Поздно вечером Корнилов вернулся в Севастополь от Меншикова, который остановился на реке Каче. По словам историка Крымской войны[10], «Корнилов прежде всего распорядился о размещении по госпиталям и лазаретам раненых, прибывающих с поля сражения. На северной стороне рейда ожидали их шлюпки для переправы через бухту, а на пристанях южного берега стояли люди с носилками. Вся дорога вплоть до госпиталя и казарм, назначенных для приема раненых, была освещена факелами. И всю ночь тянулись по ней мрачные тени, говорившие о наших потерях».
И всю ночь в Севастополе шла работа.
Тысяча двести человек рабочих, матросов и добровольцев усиленно укрепляли, под руководством Тотлебена*, северное укрепление на Северной стороне, которое должно было защищать город, если бы сюда бросился неприятель… А встретить нападение шестидесятитысячной армии приходилось всего десяти тысячам матросов и солдат.

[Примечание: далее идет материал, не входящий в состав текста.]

// Ultralytics 🚀 AGPL-3.0 License - https://ultralytics.com/license
//! 日志初始化

use tracing_subscriber::EnvFilter;

/// 初始化全局日志; RUST_LOG 优先于配置的级别。重复调用无副作用。
pub fn init(level: &str) {
    let filter = EnvFilter::try_from_default_env().unwrap_or_else(|_| EnvFilter::new(level));
    let _ = tracing_subscriber::fmt()
        .with_env_filter(filter)
        .with_target(false)
        .try_init();
}
// Ultralytics 🚀 AGPL-3.0 License - https://ultralytics.com/license
/// 二维码视频播放器 (QR Video Player)
///
/// 系统架构:
/// 1. 解码线程: 视频解码, 最新帧写入播放器 (独立工作线程)
/// 2. 检测线程: 每隔固定间隔抽帧识别二维码 (独立工作线程)
/// 3. 主线程:   渲染显示 (macroquad事件循环)
use clap::Parser;
use macroquad::window::Conf;
use qr_video_player::app::QrApp;
use qr_video_player::config::{PlayerArgs, PlayerConfig};
use qr_video_player::logging;
use qr_video_player::renderer::{self, Renderer};
use tracing::{error, info};

/// 二维码视频播放器参数
#[derive(Parser, Debug)]
#[command(author, version, about = "二维码视频播放器 - 播放视频并实时识别二维码", long_about = None)]
struct Cli {
    #[command(flatten)]
    player: PlayerArgs,
}

fn main() {
    let cli = Cli::parse();
    let config = PlayerConfig::resolve(&cli.player);
    logging::init(&config.log_level);
    config.print_summary();

    let conf = Conf {
        window_title: "QR Video Player".to_string(),
        window_width: config.window_width,
        window_height: config.window_height,
        high_dpi: false,
        ..Default::default()
    };

    macroquad::Window::from_config(conf, async move {
        let mut app = QrApp::new(&config);
        if let Err(e) = app.start() {
            error!("❌ 播放启动失败: {:#}", e);
            app.show_toast("An unknown error occurred.");
        }
        info!("▶️ 开始播放: {}", config.video_url);

        renderer::run(Renderer::new(app, &config)).await;
    });
}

Корнилов знал, что эта защита — верная смерть, но решил умереть. Он взял на себя оборону Северной стороны, а Нахимов с тремя тысячами матросов должен был защищать самый город.
Работали всю ночь и на оборонительной линии.
Как только союзники высадились и Меншиков ушел с армией на позицию к Альме, адмирал Корнилов стал распорядителем защиты. И новые батареи и укрепления повсюду, откуда можно было ждать неприятеля, вырастали благодаря Тотлебену словно бы чудом в несколько дней.
В городе кипела необыкновенная деятельность все дни и ночи.
Работы в порту были прекращены; мастеровые и арестанты принялись за постройку укреплений.